_EXERCISE_
Select and copy out every line in the records containing "unchanged".
(RECORDS)
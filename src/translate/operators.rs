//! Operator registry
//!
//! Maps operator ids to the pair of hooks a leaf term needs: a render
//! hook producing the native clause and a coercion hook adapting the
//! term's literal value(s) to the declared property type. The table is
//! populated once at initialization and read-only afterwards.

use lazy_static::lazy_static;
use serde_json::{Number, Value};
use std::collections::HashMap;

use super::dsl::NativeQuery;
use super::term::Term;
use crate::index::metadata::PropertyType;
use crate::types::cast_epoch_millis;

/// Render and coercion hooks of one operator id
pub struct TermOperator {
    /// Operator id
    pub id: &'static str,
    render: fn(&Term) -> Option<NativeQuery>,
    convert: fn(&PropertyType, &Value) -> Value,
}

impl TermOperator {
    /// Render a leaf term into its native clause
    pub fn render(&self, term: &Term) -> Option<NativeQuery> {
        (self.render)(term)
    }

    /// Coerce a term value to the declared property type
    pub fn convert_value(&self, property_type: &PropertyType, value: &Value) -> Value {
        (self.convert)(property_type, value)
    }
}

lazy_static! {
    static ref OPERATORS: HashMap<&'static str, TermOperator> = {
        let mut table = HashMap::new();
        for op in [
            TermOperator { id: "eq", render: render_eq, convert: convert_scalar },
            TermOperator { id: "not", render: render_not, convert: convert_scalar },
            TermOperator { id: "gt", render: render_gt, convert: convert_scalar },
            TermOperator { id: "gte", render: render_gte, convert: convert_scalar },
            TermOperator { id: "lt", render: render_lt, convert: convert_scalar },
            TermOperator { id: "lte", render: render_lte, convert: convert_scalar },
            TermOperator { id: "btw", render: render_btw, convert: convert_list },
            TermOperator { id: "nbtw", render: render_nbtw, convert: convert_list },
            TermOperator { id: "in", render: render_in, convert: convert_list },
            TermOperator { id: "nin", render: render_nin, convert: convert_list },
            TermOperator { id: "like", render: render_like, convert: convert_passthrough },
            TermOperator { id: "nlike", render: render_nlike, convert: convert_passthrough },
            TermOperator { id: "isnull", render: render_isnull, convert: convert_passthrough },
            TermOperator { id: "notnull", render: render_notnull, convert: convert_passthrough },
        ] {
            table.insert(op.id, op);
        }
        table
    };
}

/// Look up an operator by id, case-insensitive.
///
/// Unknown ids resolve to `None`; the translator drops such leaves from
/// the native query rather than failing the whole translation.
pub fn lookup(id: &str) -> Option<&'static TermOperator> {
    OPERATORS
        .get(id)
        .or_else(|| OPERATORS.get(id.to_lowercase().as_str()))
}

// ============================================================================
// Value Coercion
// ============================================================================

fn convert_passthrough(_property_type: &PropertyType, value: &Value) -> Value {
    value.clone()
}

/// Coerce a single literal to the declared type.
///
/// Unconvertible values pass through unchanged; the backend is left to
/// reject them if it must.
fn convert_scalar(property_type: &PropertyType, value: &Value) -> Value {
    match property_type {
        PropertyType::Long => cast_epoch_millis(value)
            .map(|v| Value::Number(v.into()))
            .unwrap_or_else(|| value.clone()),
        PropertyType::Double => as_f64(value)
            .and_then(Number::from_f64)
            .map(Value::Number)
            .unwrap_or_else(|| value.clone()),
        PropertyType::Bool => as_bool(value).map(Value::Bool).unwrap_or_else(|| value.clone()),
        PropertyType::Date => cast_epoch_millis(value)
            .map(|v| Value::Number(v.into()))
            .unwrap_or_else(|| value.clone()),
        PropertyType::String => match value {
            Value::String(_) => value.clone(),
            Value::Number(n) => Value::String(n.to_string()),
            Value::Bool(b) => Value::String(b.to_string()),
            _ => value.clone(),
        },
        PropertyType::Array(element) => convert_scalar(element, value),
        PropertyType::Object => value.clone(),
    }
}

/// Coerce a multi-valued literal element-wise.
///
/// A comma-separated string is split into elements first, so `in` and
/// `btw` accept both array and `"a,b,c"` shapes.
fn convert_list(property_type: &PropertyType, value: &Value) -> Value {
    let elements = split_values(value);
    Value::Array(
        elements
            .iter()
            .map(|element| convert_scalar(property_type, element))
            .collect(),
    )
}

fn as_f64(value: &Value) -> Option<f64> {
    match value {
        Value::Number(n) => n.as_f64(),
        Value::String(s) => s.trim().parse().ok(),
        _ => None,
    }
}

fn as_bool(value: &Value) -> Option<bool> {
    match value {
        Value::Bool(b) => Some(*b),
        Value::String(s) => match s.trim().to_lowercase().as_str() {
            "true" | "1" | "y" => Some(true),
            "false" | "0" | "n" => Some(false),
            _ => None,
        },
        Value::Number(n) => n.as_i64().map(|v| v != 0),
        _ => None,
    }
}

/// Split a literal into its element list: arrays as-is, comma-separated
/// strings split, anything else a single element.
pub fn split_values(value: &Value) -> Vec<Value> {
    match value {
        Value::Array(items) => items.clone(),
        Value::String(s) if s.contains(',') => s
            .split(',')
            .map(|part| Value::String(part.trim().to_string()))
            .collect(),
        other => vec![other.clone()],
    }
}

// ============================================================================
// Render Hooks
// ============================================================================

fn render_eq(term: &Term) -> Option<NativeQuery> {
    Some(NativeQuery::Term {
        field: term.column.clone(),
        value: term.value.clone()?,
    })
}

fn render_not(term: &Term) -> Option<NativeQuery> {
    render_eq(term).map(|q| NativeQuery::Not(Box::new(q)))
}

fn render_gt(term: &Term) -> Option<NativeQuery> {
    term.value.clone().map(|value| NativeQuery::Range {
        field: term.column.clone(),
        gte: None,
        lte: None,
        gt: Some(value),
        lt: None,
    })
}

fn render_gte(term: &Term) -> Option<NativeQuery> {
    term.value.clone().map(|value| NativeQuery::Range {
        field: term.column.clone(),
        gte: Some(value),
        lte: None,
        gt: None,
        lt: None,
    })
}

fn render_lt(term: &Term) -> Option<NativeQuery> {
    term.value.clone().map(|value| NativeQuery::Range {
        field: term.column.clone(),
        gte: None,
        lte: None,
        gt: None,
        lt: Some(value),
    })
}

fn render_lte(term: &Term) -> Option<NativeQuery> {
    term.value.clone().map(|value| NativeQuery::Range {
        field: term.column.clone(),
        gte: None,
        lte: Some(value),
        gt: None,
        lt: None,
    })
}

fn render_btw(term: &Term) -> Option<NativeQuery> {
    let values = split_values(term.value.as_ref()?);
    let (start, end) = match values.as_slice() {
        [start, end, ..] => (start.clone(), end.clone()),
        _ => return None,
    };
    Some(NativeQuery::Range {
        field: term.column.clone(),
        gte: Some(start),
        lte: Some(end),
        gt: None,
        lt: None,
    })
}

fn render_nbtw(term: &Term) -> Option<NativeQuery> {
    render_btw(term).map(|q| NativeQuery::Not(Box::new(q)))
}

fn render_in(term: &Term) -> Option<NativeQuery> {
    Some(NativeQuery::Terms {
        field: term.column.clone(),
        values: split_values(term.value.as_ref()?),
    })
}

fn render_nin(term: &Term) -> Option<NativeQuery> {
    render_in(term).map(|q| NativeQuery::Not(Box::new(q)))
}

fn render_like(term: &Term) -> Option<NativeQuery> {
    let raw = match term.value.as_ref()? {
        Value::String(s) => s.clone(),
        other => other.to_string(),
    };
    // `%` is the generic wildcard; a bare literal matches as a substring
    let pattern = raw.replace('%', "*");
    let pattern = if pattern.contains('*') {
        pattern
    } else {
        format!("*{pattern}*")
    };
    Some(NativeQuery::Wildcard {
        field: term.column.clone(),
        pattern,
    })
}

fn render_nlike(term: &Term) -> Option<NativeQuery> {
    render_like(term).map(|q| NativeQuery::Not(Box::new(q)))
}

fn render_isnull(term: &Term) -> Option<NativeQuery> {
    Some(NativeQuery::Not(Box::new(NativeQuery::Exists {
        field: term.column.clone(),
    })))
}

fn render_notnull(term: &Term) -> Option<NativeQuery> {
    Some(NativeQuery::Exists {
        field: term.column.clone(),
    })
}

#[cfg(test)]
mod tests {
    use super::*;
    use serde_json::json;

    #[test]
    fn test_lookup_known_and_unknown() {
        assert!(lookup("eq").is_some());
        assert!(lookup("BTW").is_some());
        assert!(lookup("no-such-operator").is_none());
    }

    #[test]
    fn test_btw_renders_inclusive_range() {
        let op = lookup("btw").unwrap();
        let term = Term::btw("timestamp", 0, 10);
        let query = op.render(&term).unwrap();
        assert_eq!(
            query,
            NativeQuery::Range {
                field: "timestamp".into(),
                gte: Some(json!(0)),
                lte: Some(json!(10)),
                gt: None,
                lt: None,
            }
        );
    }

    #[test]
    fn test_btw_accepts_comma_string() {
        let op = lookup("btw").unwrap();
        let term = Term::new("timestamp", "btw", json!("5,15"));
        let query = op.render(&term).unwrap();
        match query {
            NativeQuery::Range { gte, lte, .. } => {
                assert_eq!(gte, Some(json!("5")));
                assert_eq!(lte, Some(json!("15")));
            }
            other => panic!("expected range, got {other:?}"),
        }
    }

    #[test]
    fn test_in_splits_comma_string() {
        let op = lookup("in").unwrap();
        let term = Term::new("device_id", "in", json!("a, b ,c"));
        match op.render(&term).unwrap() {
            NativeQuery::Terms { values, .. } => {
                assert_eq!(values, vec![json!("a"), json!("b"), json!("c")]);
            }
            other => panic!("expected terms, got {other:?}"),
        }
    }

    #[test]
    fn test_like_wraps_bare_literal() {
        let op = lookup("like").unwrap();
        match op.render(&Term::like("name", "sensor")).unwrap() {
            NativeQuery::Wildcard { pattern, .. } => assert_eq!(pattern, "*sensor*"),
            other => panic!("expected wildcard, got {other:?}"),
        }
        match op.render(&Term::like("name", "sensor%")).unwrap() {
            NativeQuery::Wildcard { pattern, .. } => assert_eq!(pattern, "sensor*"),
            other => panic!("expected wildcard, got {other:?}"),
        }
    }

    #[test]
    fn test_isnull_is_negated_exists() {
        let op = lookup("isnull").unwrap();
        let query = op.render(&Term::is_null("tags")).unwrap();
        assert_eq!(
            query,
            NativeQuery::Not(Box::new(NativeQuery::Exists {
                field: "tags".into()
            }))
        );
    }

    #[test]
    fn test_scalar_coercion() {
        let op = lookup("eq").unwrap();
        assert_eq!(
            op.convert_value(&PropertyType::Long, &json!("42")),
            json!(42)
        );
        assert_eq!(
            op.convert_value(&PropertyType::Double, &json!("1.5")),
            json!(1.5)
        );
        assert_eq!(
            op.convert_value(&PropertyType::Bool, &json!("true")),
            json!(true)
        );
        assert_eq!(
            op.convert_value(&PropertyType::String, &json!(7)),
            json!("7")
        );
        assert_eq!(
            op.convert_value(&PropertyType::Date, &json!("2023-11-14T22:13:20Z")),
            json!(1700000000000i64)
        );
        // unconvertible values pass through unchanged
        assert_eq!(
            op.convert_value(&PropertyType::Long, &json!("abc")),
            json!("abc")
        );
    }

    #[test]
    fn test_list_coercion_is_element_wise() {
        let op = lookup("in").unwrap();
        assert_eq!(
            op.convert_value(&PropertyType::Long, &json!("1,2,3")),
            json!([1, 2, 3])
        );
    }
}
(End RECORDS)
_OUTPUT_
/// Unconvertible values pass through unchanged; the backend is left to
        // unconvertible values pass through unchanged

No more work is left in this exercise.